AMBROSIUS

 

 

 

 

Als ich ihm das erste Mal begegne, stehen wir zusammen hoch oben auf einem Gerüst und bedienen eine Vorrichtung, deren Zweck mir nicht klar ist.

Ambrosius wischt sich den Schweiß aus dem Gesicht und sagt, darüber würde er sich keine Gedanken machen.

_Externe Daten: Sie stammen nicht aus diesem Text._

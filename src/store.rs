//! Durable fixture storage.

use crate::error::StoreError;
use crate::key::FixtureKey;
use async_trait::async_trait;
use rand::Rng;
use std::io::ErrorKind;
use std::path::PathBuf;

/// Storage backend for fixtures.
///
/// Absence is a normal outcome of `exists`, never an error. Writes replace
/// the whole record.
#[async_trait]
pub trait FixtureStore: Send + Sync {
    async fn exists(&self, key: &FixtureKey) -> Result<bool, StoreError>;

    async fn read(&self, key: &FixtureKey) -> Result<Vec<u8>, StoreError>;

    async fn write(&self, key: &FixtureKey, bytes: Vec<u8>) -> Result<(), StoreError>;
}

/// Fixtures stored as plain files, keyed by path.
#[derive(Debug, Clone, Default)]
pub struct FsFixtureStore;

impl FsFixtureStore {
    pub fn new() -> Self {
        Self
    }
}

#[async_trait]
impl FixtureStore for FsFixtureStore {
    async fn exists(&self, key: &FixtureKey) -> Result<bool, StoreError> {
        match tokio::fs::metadata(key.path()).await {
            Ok(meta) => Ok(meta.is_file()),
            Err(e) if e.kind() == ErrorKind::NotFound => Ok(false),
            Err(source) => Err(StoreError::Exists {
                path: key.path().to_path_buf(),
                source,
            }),
        }
    }

    async fn read(&self, key: &FixtureKey) -> Result<Vec<u8>, StoreError> {
        tokio::fs::read(key.path()).await.map_err(|source| {
            if source.kind() == ErrorKind::NotFound {
                StoreError::NotFound(key.path().to_path_buf())
            } else {
                StoreError::Read {
                    path: key.path().to_path_buf(),
                    source,
                }
            }
        })
    }

    async fn write(&self, key: &FixtureKey, bytes: Vec<u8>) -> Result<(), StoreError> {
        let path = key.path();
        let write_err = |source| StoreError::Write {
            path: path.to_path_buf(),
            source,
        };

        if let Some(parent) = path.parent().filter(|p| !p.as_os_str().is_empty()) {
            tokio::fs::create_dir_all(parent).await.map_err(write_err)?;
        }

        // Concurrent writers each rename a complete file into place.
        let tmp = temp_sibling(key);
        if let Err(source) = tokio::fs::write(&tmp, &bytes).await {
            return Err(write_err(source));
        }
        if let Err(source) = tokio::fs::rename(&tmp, path).await {
            let _ = tokio::fs::remove_file(&tmp).await;
            return Err(write_err(source));
        }
        Ok(())
    }
}

/// Short temporary name in the key's directory, so long keys still fit.
fn temp_sibling(key: &FixtureKey) -> PathBuf {
    let suffix: u64 = rand::thread_rng().gen();
    key.path().with_file_name(format!(".{suffix:016x}.tmp"))
}
//! Fixture key derivation.
//!
//! Maps a request onto the storage path of its fixture. The mapping only
//! depends on the route and on the request's method, path, query and
//! (optionally) body, so it is stable across restarts.

use crate::config::RouteConfig;
use bytes::Bytes;
use serde::{Deserialize, Serialize};
use sha2::{Digest, Sha256};
use std::fmt;
use std::path::{Path, PathBuf};

/// Suffix appended to a key to locate its placeholder fixture.
pub const PLACEHOLDER_SUFFIX: &str = ".404";

/// Longest sanitized url kept in a readable file name. Leaves room for the
/// digests, `.json` and `.404` under the usual 255-byte name limit.
const MAX_READABLE_PREFIX: usize = 150;

/// How the fixture file name is built from the request.
#[derive(Debug, Clone, Copy, PartialEq, Eq, Default, Serialize, Deserialize)]
#[serde(rename_all = "snake_case")]
pub enum KeyStrategy {
    /// SHA-256 of the request
    #[default]
    Hash,
    /// Sanitized method and url, easier to find by hand
    Readable,
}

/// Storage path of a fixture.
#[derive(Debug, Clone, PartialEq, Eq, Hash)]
pub struct FixtureKey(PathBuf);

impl FixtureKey {
    pub fn new(path: impl Into<PathBuf>) -> Self {
        Self(path.into())
    }

    pub fn path(&self) -> &Path {
        &self.0
    }

    /// Sibling key where the empty mock for a miss is written.
    pub fn placeholder(&self) -> FixtureKey {
        let mut raw = self.0.clone().into_os_string();
        raw.push(PLACEHOLDER_SUFFIX);
        FixtureKey(PathBuf::from(raw))
    }
}

impl fmt::Display for FixtureKey {
    fn fmt(&self, f: &mut fmt::Formatter<'_>) -> fmt::Result {
        write!(f, "{}", self.0.display())
    }
}

/// The parts of a request that feed key derivation.
#[derive(Debug, Clone)]
pub struct RequestView {
    pub method: String,
    /// Path and query, as received
    pub url: String,
    /// Only captured when the route hashes the full request
    pub body: Option<Bytes>,
}

impl RequestView {
    pub fn new(method: impl Into<String>, url: impl Into<String>) -> Self {
        Self {
            method: method.into(),
            url: url.into(),
            body: None,
        }
    }

    pub fn with_body(mut self, body: impl Into<Bytes>) -> Self {
        self.body = Some(body.into());
        self
    }
}

/// Derive the fixture key for `request` on `route`.
pub fn mock_path(route: &RouteConfig, request: &RequestView) -> FixtureKey {
    let body = if route.hash_full_request {
        Some(request.body.as_deref().unwrap_or_default())
    } else {
        None
    };

    let file_name = match route.key_strategy {
        KeyStrategy::Hash => hash_file_name(&request.method, &request.url, body),
        KeyStrategy::Readable => readable_file_name(&request.method, &request.url, body),
    };

    FixtureKey(route.mocks_path.join(&route.name).join(file_name))
}

fn hash_file_name(method: &str, url: &str, body: Option<&[u8]>) -> String {
    let mut hasher = Sha256::new();
    hasher.update(method.to_uppercase().as_bytes());
    hasher.update(b"\n");
    hasher.update(url.as_bytes());
    if let Some(body) = body {
        hasher.update(b"\n");
        hasher.update(body);
    }
    format!("{:x}.json", hasher.finalize())
}

fn readable_file_name(method: &str, url: &str, body: Option<&[u8]>) -> String {
    let mut name = method.to_uppercase();
    name.push('_');
    name.extend(url.chars().map(|c| {
        if c.is_ascii_alphanumeric() || matches!(c, '.' | '_' | '-') {
            c
        } else {
            '_'
        }
    }));
    // Sanitized names are ASCII, so byte truncation stays on a char boundary.
    if name.len() > MAX_READABLE_PREFIX {
        name.truncate(MAX_READABLE_PREFIX);
        let mut hasher = Sha256::new();
        hasher.update(method.to_uppercase().as_bytes());
        hasher.update(b"\n");
        hasher.update(url.as_bytes());
        let digest = format!("{:x}", hasher.finalize());
        name.push('_');
        name.push_str(&digest[..16]);
    }
    if let Some(body) = body {
        let digest = format!("{:x}", Sha256::digest(body));
        name.push('_');
        name.push_str(&digest[..16]);
    }
    name.push_str(".json");
    name
}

Er trägt ein härenes Hemd, dazu so ganz nette Stiefel und auf dem kahlgeschorenen Schädel ein scharlachrotes Barett, das mir gut gefällt.

Ambrosius sagt, dass er ein neues Leben anfange in der einzigen Kirche des Ortes, an dem wir jetzt wohnen. Vor allem will er vergessen.

Auf seinem Hals leuchtet eine ziemlich dicke Narbe, aber danach frage ich lieber später.

 

Ab und an begegnen wir uns beim Schlachter oder unvermittelt in einer dunklen Ecke.

 

Ambrosius lädt mich auf einen Becher Branntwein ein. Wir reden über die Hitze, den Gestank, die neuen Posaunen und haben den selben Lieblingsmaler: Hieronymus Bosch.

 

Einmal durchqueren wir eine Dünenlandschaft, und Ambrosius sagt, dass er zuviel arbeite in letzter Zeit. Ich bin überrascht, denn ich hörte, die Vorrichtung sei inzwischen abgeschafft worden.

 

Ein anderes Mal frage ich ihn, ob er mir vielleicht eine Haut gerben kann.

 

Ein anderes Mal treten wir einen riesigen Blasebalg, und ich habe Liebeskummer. Ambrosius zerschmettert mir die Kniescheibe, was ganz schön weh tut, und findet, dass ich mir den falschen Zeitpunkt aussuche. Für den Abend leiht er mir sein Barett. Am liebsten würde ich mir selbst so eins kaufen, aber dafür ist es zu spät.

 

Dass ich nun fortziehen muss, macht mich sehr traurig, auch wegen Ambrosius. Zum Abschied schenke ich ihm meinen Werkzeugkasten, den ich wohl nicht mehr brauchen kann.

 

Ich wohne dann an einem seltsamen Ort und denke viel nach. Ambrosius kommt mich besuchen. Er hat jetzt ein schlimmes Bein. Wir singen die ganze Zeit Kirchenlieder, und mein Mitbewohner meint, ich solle mal ins Gesangbuch gucken, das seien gar keine Kirchenlieder.

Ambrosius sieht jetzt immer Würmer, sagt er.

Abends sind wir auf einer Art Beerdigung. Auf dem Klo fasst mich Ambrosius am Handgelenk und sagt, dass ein guter Freund von ihm gestorben sei. Dabei schaut er mich vorwurfsvoll an. Ich schenke ihm ein hartgekochtes Ei, und wir gehen wieder rein zur Musik.

 

Seitdem ist eine Ewigkeit vergangen.

 

Neulich wollte ich ihm noch mal schreiben, aber die Buchstaben verwandelten sich in Heuschrecken und flogen davon. Ein Bote berichtet, dass Ambrosius verlegt worden sei. Wenn ich mal hinabfahre, könnte ich bei ihm vorbeischauen.